→ **Exercise aim**:
Go over the material below and report every line that contains the word "totals".

-*-*-

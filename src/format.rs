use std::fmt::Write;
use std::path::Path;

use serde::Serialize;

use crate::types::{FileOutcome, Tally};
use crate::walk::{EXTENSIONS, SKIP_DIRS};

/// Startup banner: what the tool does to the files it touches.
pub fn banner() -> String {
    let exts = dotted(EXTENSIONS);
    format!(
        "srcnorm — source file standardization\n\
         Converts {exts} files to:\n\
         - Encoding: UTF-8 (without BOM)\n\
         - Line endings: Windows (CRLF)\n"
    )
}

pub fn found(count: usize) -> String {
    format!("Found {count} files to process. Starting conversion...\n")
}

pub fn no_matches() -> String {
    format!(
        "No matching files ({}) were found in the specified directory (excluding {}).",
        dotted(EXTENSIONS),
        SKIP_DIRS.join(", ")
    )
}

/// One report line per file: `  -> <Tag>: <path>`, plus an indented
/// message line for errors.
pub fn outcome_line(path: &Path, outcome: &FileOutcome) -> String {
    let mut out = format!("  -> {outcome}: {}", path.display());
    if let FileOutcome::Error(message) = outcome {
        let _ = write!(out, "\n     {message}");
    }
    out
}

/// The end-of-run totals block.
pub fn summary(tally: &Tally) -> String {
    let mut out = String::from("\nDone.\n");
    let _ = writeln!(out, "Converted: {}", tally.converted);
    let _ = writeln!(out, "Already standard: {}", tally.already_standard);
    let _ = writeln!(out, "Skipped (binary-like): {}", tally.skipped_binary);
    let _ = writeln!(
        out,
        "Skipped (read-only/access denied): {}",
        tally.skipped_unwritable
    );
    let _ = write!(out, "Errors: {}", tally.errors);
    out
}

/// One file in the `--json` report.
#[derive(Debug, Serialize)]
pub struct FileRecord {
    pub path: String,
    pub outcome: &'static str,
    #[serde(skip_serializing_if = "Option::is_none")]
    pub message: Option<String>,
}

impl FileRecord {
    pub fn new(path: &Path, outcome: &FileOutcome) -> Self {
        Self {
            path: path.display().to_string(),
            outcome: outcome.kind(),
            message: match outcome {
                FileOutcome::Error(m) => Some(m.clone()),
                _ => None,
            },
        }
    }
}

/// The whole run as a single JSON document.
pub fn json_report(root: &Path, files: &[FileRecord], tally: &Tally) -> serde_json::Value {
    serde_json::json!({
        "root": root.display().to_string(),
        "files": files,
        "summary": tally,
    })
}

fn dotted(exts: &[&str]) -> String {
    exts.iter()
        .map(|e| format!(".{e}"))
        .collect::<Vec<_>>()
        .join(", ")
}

-*-*-

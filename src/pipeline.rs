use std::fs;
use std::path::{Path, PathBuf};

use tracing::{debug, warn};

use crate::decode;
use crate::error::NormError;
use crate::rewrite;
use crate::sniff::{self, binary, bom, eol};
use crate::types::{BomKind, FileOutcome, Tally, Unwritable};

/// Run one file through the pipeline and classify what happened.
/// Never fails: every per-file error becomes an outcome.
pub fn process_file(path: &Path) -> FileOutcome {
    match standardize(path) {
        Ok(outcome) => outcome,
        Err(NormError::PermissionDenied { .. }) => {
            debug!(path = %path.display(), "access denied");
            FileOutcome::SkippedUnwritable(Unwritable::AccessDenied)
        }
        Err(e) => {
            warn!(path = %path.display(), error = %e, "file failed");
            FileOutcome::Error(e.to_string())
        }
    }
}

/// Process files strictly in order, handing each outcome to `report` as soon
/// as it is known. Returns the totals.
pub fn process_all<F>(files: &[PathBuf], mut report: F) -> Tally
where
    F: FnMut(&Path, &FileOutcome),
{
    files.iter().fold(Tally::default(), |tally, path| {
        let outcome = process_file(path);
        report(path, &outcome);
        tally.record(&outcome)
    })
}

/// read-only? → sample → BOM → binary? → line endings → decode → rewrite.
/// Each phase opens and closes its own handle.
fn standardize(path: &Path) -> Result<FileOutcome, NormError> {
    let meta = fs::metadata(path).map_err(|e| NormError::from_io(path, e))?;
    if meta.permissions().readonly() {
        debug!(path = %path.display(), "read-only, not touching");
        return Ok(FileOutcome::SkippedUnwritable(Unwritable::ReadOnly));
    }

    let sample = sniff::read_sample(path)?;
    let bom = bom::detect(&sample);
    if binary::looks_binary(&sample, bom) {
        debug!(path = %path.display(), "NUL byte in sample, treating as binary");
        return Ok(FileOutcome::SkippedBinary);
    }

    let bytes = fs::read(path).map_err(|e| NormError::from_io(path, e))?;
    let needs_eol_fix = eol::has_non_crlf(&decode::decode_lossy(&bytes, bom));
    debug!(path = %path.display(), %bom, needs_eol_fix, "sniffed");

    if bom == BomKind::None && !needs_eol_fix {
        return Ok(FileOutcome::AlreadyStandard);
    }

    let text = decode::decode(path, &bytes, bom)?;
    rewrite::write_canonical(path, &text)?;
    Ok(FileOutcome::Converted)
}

-*-*-

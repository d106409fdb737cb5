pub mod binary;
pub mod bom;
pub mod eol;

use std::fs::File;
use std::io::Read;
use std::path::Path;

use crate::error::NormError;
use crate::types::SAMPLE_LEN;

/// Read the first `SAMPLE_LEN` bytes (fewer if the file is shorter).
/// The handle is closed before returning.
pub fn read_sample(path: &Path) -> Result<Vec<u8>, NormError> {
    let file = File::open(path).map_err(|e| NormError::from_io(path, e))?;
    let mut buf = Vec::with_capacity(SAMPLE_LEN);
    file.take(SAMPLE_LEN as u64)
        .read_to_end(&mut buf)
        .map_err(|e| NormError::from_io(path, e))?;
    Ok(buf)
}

-*-*-

→ **Answer to the exercise**:
/// The end-of-run totals block.
/// as it is known. Returns the totals.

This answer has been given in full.